Below are entries. Reproduce exactly the lines between the line holding "for corpus records." and the line holding "is_displayable(r, platform, blocklist))", inclusive, and only those.

Saved data entries:
^^^^^^^^
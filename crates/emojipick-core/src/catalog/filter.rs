//! Platform and block-list filtering for corpus records.

use std::collections::HashSet;

use crate::corpus::EmojiRecord;
use crate::platform::PlatformContext;

/// Short names the picker never offers, whatever the platform.
pub const DEFAULT_BLOCKED_SHORT_NAMES: &[&str] = &["white_frowning_face", "keycap_star", "eject"];

/// A set of record short names to exclude from the catalog.
///
/// [`Blocklist::default`] holds [`DEFAULT_BLOCKED_SHORT_NAMES`]; use
/// [`Blocklist::empty`] or collect an iterator for a custom list.
#[derive(Debug, Clone, PartialEq, Eq)]
pub struct Blocklist {
    short_names: HashSet<String>,
}

impl Blocklist {
    /// A block-list that blocks nothing.
    pub fn empty() -> Self {
        Self {
            short_names: HashSet::new(),
        }
    }

    pub fn contains(&self, short_name: &str) -> bool {
        self.short_names.contains(short_name)
    }

    pub fn len(&self) -> usize {
        self.short_names.len()
    }

    pub fn is_empty(&self) -> bool {
        self.short_names.is_empty()
    }
}

impl Default for Blocklist {
    fn default() -> Self {
        DEFAULT_BLOCKED_SHORT_NAMES.iter().copied().collect()
    }
}

impl<S: Into<String>> FromIterator<S> for Blocklist {
    fn from_iter<I: IntoIterator<Item = S>>(iter: I) -> Self {
        Self {
            short_names: iter.into_iter().map(Into::into).collect(),
        }
    }
}

/// Returns `true` if `record` survives the block-list and platform rules.
pub fn is_displayable(
    record: &EmojiRecord,
    platform: &PlatformContext,
    blocklist: &Blocklist,
) -> bool {
    if blocklist.contains(record.short_name()) {
        return false;
    }
    platform.supports(record.added_in())
}

/// Keeps the records that are neither blocked nor unsupported on `platform`.
///
/// Corpus order is preserved. Returns a new `Vec`; the input is never
/// mutated.
pub fn filter_records(
    records: &[EmojiRecord],
    platform: &PlatformContext,
    blocklist: &Blocklist,
) -> Vec<EmojiRecord> {
    let kept: Vec<EmojiRecord> = records
        .iter()
        .filter(|r| is_displayable(r, platform, blocklist))
        .cloned()
        .collect();

    tracing::debug!(
        os = %platform.os(),
        version = platform.version(),
        kept = kept.len(),
        dropped = records.len() - kept.len(),
        "filtered emoji corpus"
    );

    kept
}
^^^^^^^^
Response to this task
//! Platform and block-list filtering for corpus records.

use std::collections::HashSet;

use crate::corpus::EmojiRecord;
use crate::platform::PlatformContext;

/// Short names the picker never offers, whatever the platform.
pub const DEFAULT_BLOCKED_SHORT_NAMES: &[&str] = &["white_frowning_face", "keycap_star", "eject"];

/// A set of record short names to exclude from the catalog.
///
/// [`Blocklist::default`] holds [`DEFAULT_BLOCKED_SHORT_NAMES`]; use
/// [`Blocklist::empty`] or collect an iterator for a custom list.
#[derive(Debug, Clone, PartialEq, Eq)]
pub struct Blocklist {
    short_names: HashSet<String>,
}

impl Blocklist {
    /// A block-list that blocks nothing.
    pub fn empty() -> Self {
        Self {
            short_names: HashSet::new(),
        }
    }

    pub fn contains(&self, short_name: &str) -> bool {
        self.short_names.contains(short_name)
    }

    pub fn len(&self) -> usize {
        self.short_names.len()
    }

    pub fn is_empty(&self) -> bool {
        self.short_names.is_empty()
    }
}

impl Default for Blocklist {
    fn default() -> Self {
        DEFAULT_BLOCKED_SHORT_NAMES.iter().copied().collect()
    }
}

impl<S: Into<String>> FromIterator<S> for Blocklist {
    fn from_iter<I: IntoIterator<Item = S>>(iter: I) -> Self {
        Self {
            short_names: iter.into_iter().map(Into::into).collect(),
        }
    }
}

/// Returns `true` if `record` survives the block-list and platform rules.
pub fn is_displayable(
    record: &EmojiRecord,
    platform: &PlatformContext,
    blocklist: &Blocklist,
) -> bool {
    if blocklist.contains(record.short_name()) {
        return false;
    }
    platform.supports(record.added_in())
}

/// Keeps the records that are neither blocked nor unsupported on `platform`.
///
/// Corpus order is preserved. Returns a new `Vec`; the input is never
/// mutated.
pub fn filter_records(
    records: &[EmojiRecord],
    platform: &PlatformContext,
    blocklist: &Blocklist,
) -> Vec<EmojiRecord> {
    let kept: Vec<EmojiRecord> = records
        .iter()
        .filter(|r| is_displayable(r, platform, blocklist))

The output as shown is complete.